And $54,000 is also about 64 per cent of the average Australian wage. Of course, if we’re talking couples, that means a larger income pool to draw on (do the bride’s parents still foot the bill?).

But even if a couple is sharing the cost, and presuming they’re each earning the average wage, a wedding could equate to 35 per cent of their combined annual income. That means one third of all the work they do in one year is devoted to a ceremony and reception that runs roughly as long as one working day. In other words, each party would need a job that paid about $3300 an hour to make the whole exercise worth a day’s work.

Chances of that? Pretty slim.

So what’s the point? Why spend so much on a wedding? And keep in mind that an average is only calculated on a sum of parts. Some people spend far more on their bridal bash than the paltry $54,000.
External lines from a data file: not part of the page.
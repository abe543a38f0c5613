//! Plain-text and JSON rendering of dashboard views.
//!
//! Text output is a titled, column-aligned table per view. Widths are measured
//! in terminal cells with `unicode-width` so labels with wide characters
//! still line up.

use outbreak_core::formatting::{format_count, format_optional, format_percent, NO_VALUE};
use outbreak_data::aggregator::CategoryTotal;
use outbreak_data::filter::FilterOptions;
use outbreak_runtime::orchestrator::DashboardSnapshot;
use serde_json::{Map, Value};
use unicode_width::UnicodeWidthStr;

/// Line printed in place of a table with no rows.
pub const NO_DATA: &str = "no data";

/// Views in the order `all` prints them.
pub const ALL_VIEWS: [&str; 13] = [
    "summary",
    "options",
    "yearly",
    "outcomes",
    "locations",
    "states",
    "pathogens",
    "foods",
    "severity",
    "fatalities",
    "monthly",
    "monthly-average",
    "scatter",
];

// ── TextTable ─────────────────────────────────────────────────────────────────

#[derive(Debug, Clone, Copy, PartialEq, Eq)]
pub enum Align {
    Left,
    Right,
}

/// A simple aligned table.
#[derive(Debug, Clone)]
pub struct TextTable {
    headers: Vec<String>,
    align: Vec<Align>,
    rows: Vec<Vec<String>>,
}

impl TextTable {
    /// `align` gives each column's alignment; missing entries align left.
    pub fn new(headers: &[&str], align: &[Align]) -> Self {
        Self {
            headers: headers.iter().map(|h| h.to_string()).collect(),
            align: (0..headers.len())
                .map(|i| align.get(i).copied().unwrap_or(Align::Left))
                .collect(),
            rows: Vec::new(),
        }
    }

    pub fn push(&mut self, row: Vec<String>) {
        self.rows.push(row);
    }

    pub fn render(&self) -> String {
        if self.rows.is_empty() {
            return format!("{NO_DATA}\n");
        }

        let mut widths: Vec<usize> = self.headers.iter().map(|h| h.width()).collect();
        for row in &self.rows {
            for (i, cell) in row.iter().enumerate().take(widths.len()) {
                widths[i] = widths[i].max(cell.width());
            }
        }

        let mut out = String::new();
        self.render_line(&mut out, &self.headers, &widths);
        let rule: Vec<String> = widths.iter().map(|w| "-".repeat(*w)).collect();
        out.push_str(rule.join("  ").trim_end());
        out.push('\n');
        for row in &self.rows {
            self.render_line(&mut out, row, &widths);
        }
        out
    }

    fn render_line(&self, out: &mut String, cells: &[String], widths: &[usize]) {
        let mut line = String::new();
        for (i, width) in widths.iter().enumerate() {
            let cell = cells.get(i).map(String::as_str).unwrap_or("");
            let pad = " ".repeat(width.saturating_sub(cell.width()));
            if i > 0 {
                line.push_str("  ");
            }
            match self.align[i] {
                Align::Left => {
                    line.push_str(cell);
                    line.push_str(&pad);
                }
                Align::Right => {
                    line.push_str(&pad);
                    line.push_str(cell);
                }
            }
        }
        out.push_str(line.trim_end());
        out.push('\n');
    }
}

// ── Text rendering ────────────────────────────────────────────────────────────

/// Render `view` (or every view for `"all"`) as text.
pub fn render_text(view: &str, snapshot: &DashboardSnapshot, options: &FilterOptions) -> String {
    if view == "all" {
        return ALL_VIEWS
            .iter()
            .map(|v| render_text(v, snapshot, options))
            .collect::<Vec<_>>()
            .join("\n");
    }

    let views = &snapshot.views;
    let (title, body) = match view {
        "summary" => ("Summary", render_summary(snapshot)),
        "options" => ("Filter options", render_options(options)),
        "yearly" => {
            let mut t = TextTable::new(&["Year", "Illnesses"], &[Align::Left, Align::Right]);
            for row in &views.yearly_trend {
                t.push(vec![row.year.to_string(), format_count(row.illnesses)]);
            }
            ("Illnesses per year", t.render())
        }
        "outcomes" => {
            let mut t = TextTable::new(
                &["Year", "Outcome", "Count"],
                &[Align::Left, Align::Left, Align::Right],
            );
            for row in &views.yearly_outcomes {
                t.push(vec![
                    row.year.to_string(),
                    row.kind.label().to_string(),
                    format_count(row.count),
                ]);
            }
            ("Outcomes per year", t.render())
        }
        "locations" => (
            "Illnesses by exposure location",
            category_table("Location", "Illnesses", &views.location_breakdown),
        ),
        "states" => {
            let mut t = TextTable::new(
                &["State", "Code", "Illnesses"],
                &[Align::Left, Align::Left, Align::Right],
            );
            for row in &views.state_map {
                t.push(vec![
                    row.state.clone(),
                    row.code.to_string(),
                    format_count(row.illnesses),
                ]);
            }
            ("Illnesses by state", t.render())
        }
        "pathogens" => (
            "Top pathogens by illnesses",
            category_table("Species", "Illnesses", &views.top_pathogens),
        ),
        "foods" => (
            "Top foods by illnesses",
            category_table("Food", "Illnesses", &views.top_foods),
        ),
        "severity" => {
            let mut t = TextTable::new(
                &["Species", "Illnesses", "Hospitalizations", "Hospitalization rate"],
                &[Align::Left, Align::Right, Align::Right, Align::Right],
            );
            for row in &views.pathogen_severity {
                t.push(vec![
                    row.species.clone(),
                    format_count(row.illnesses),
                    format_count(row.hospitalizations),
                    format_percent(row.rate, 1),
                ]);
            }
            ("Pathogen severity", t.render())
        }
        "fatalities" => (
            "Top pathogens by fatalities",
            category_table("Species", "Fatalities", &views.pathogen_fatalities),
        ),
        "monthly" => ("Illnesses by month and year", render_monthly(snapshot)),
        "monthly-average" => {
            let mut t =
                TextTable::new(&["Month", "Mean illnesses"], &[Align::Left, Align::Right]);
            for row in &views.monthly_average {
                t.push(vec![row.month.to_string(), format_optional(row.mean, 1)]);
            }
            ("Average illnesses per outbreak by month", t.render())
        }
        "scatter" => {
            let mut t = TextTable::new(
                &[
                    "Year",
                    "State",
                    "Location",
                    "Species",
                    "Illnesses",
                    "Hospitalizations",
                    "Fatalities",
                ],
                &[
                    Align::Left,
                    Align::Left,
                    Align::Left,
                    Align::Left,
                    Align::Right,
                    Align::Right,
                    Align::Right,
                ],
            );
            for p in &views.outcome_points {
                t.push(vec![
                    p.year.map(|y| y.to_string()).unwrap_or_else(|| NO_VALUE.to_string()),
                    or_dash(&p.state),
                    or_dash(&p.location),
                    or_dash(&p.species),
                    format_count(p.illnesses),
                    format_count(p.hospitalizations),
                    format_count(p.fatalities),
                ]);
            }
            ("Outcomes per outbreak", t.render())
        }
        other => ("Unknown view", format!("no view named {other:?}\n")),
    };

    format!("== {title} ==\n{body}")
}

fn or_dash(value: &Option<String>) -> String {
    value.clone().unwrap_or_else(|| NO_VALUE.to_string())
}

fn category_table(
    label: &str,
    value: &str,
    rows: &[CategoryTotal],
) -> String {
    let mut t = TextTable::new(&[label, value], &[Align::Left, Align::Right]);
    for row in rows {
        t.push(vec![row.label.clone(), format_count(row.total)]);
    }
    t.render()
}

fn render_monthly(snapshot: &DashboardSnapshot) -> String {
    let matrix = &snapshot.views.monthly_by_year;
    let year_headers: Vec<String> = matrix.years.iter().map(|y| y.to_string()).collect();
    let mut headers = vec!["Month"];
    headers.extend(year_headers.iter().map(String::as_str));
    let mut align = vec![Align::Left];
    align.extend(std::iter::repeat(Align::Right).take(matrix.years.len()));

    let mut t = TextTable::new(&headers, &align);
    for row in &matrix.rows {
        let mut cells = vec![row.month.to_string()];
        cells.extend(
            row.values
                .iter()
                .map(|v| v.map(format_count).unwrap_or_else(|| NO_VALUE.to_string())),
        );
        t.push(cells);
    }
    t.render()
}

fn render_summary(snapshot: &DashboardSnapshot) -> String {
    let meta = &snapshot.metadata;
    let mut out = format!(
        "{} outbreaks after cleaning ({} read), {} in selection\n\n",
        format_count(meta.canonical_rows as u64),
        format_count(meta.cleaning.input_rows as u64),
        format_count(meta.filtered_rows as u64),
    );

    let preview = &snapshot.preview;
    let headers: Vec<&str> = preview.columns.iter().map(String::as_str).collect();
    let mut head = TextTable::new(&headers, &[]);
    for row in &preview.rows {
        head.push(
            row.iter()
                .map(|c| c.clone().unwrap_or_else(|| NO_VALUE.to_string()))
                .collect(),
        );
    }
    out.push_str(&head.render());
    out.push('\n');

    let mut describe = TextTable::new(
        &[
            "Column", "Count", "Unique", "Top", "Freq", "Mean", "Std", "Min", "25%", "50%", "75%",
            "Max",
        ],
        &[
            Align::Left,
            Align::Right,
            Align::Right,
            Align::Left,
            Align::Right,
            Align::Right,
            Align::Right,
            Align::Right,
            Align::Right,
            Align::Right,
            Align::Right,
            Align::Right,
        ],
    );
    let count = |v: Option<usize>| {
        v.map(|n| format_count(n as u64))
            .unwrap_or_else(|| NO_VALUE.to_string())
    };
    for c in &snapshot.describe {
        describe.push(vec![
            c.column.clone(),
            format_count(c.count as u64),
            count(c.unique),
            or_dash(&c.top),
            count(c.freq),
            format_optional(c.mean, 2),
            format_optional(c.std, 2),
            format_optional(c.min, 0),
            format_optional(c.q25, 2),
            format_optional(c.median, 2),
            format_optional(c.q75, 2),
            format_optional(c.max, 0),
        ]);
    }
    out.push_str(&describe.render());
    out
}

fn render_options(options: &FilterOptions) -> String {
    let years = match options.year_range() {
        Some((first, last)) => format!("{first}-{last}"),
        None => NO_VALUE.to_string(),
    };
    let mut t = TextTable::new(&["Filter", "Choices", "Values"], &[Align::Left, Align::Right]);
    t.push(vec!["Years".into(), options.years.len().to_string(), years]);
    for (name, values) in [
        ("States", &options.states),
        ("Species", &options.species),
        ("Locations", &options.locations),
    ] {
        t.push(vec![name.into(), values.len().to_string(), values.join(", ")]);
    }
    t.render()
}

// ── JSON rendering ────────────────────────────────────────────────────────────

/// JSON value for `view`. `"all"` yields the whole snapshot plus filter
/// options.
pub fn render_json(
    view: &str,
    snapshot: &DashboardSnapshot,
    options: &FilterOptions,
) -> serde_json::Result<Value> {
    let views = &snapshot.views;
    let value = match view {
        "all" => object([
            ("options", serde_json::to_value(options)?),
            ("snapshot", serde_json::to_value(snapshot)?),
        ]),
        "summary" => object([
            ("metadata", serde_json::to_value(&snapshot.metadata)?),
            ("preview", serde_json::to_value(&snapshot.preview)?),
            ("describe", serde_json::to_value(&snapshot.describe)?),
        ]),
        "options" => serde_json::to_value(options)?,
        "yearly" => serde_json::to_value(&views.yearly_trend)?,
        "outcomes" => serde_json::to_value(&views.yearly_outcomes)?,
        "locations" => serde_json::to_value(&views.location_breakdown)?,
        "states" => serde_json::to_value(&views.state_map)?,
        "pathogens" => serde_json::to_value(&views.top_pathogens)?,
        "foods" => serde_json::to_value(&views.top_foods)?,
        "severity" => serde_json::to_value(&views.pathogen_severity)?,
        "fatalities" => serde_json::to_value(&views.pathogen_fatalities)?,
        "monthly" => serde_json::to_value(&views.monthly_by_year)?,
        "monthly-average" => serde_json::to_value(&views.monthly_average)?,
        "scatter" => serde_json::to_value(&views.outcome_points)?,
        _ => Value::Null,
    };
    Ok(value)
}

fn object<const N: usize>(entries: [(&str, Value); N]) -> Value {
    Value::Object(
        entries
            .into_iter()
            .map(|(k, v)| (k.to_string(), v))
            .collect::<Map<String, Value>>(),
    )
}

// ── Tests ─────────────────────────────────────────────────────────────────────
Yet, as someone planning a wedding, I know how easy it is to part with the cash. Even for a small, intimate gathering such as ours – although our costs may have something to do with a guestlist comprising journalists and political types and two families who know how to enjoy good champagne.

And why shouldn’t your wedding be a big celebration? Why shouldn’t you afford yourselves and your guests the pleasure of nice food and drink and fragrant, tastefully arranged centrepieces? You’re only going to do it once, right? May as well do it in a dress that fits and looks fantastic, in a place as memorable as your vows, with cake they can eat, with pleasure, till the small hours of a momentous occasion. Hang the cost and enjoy the celebration!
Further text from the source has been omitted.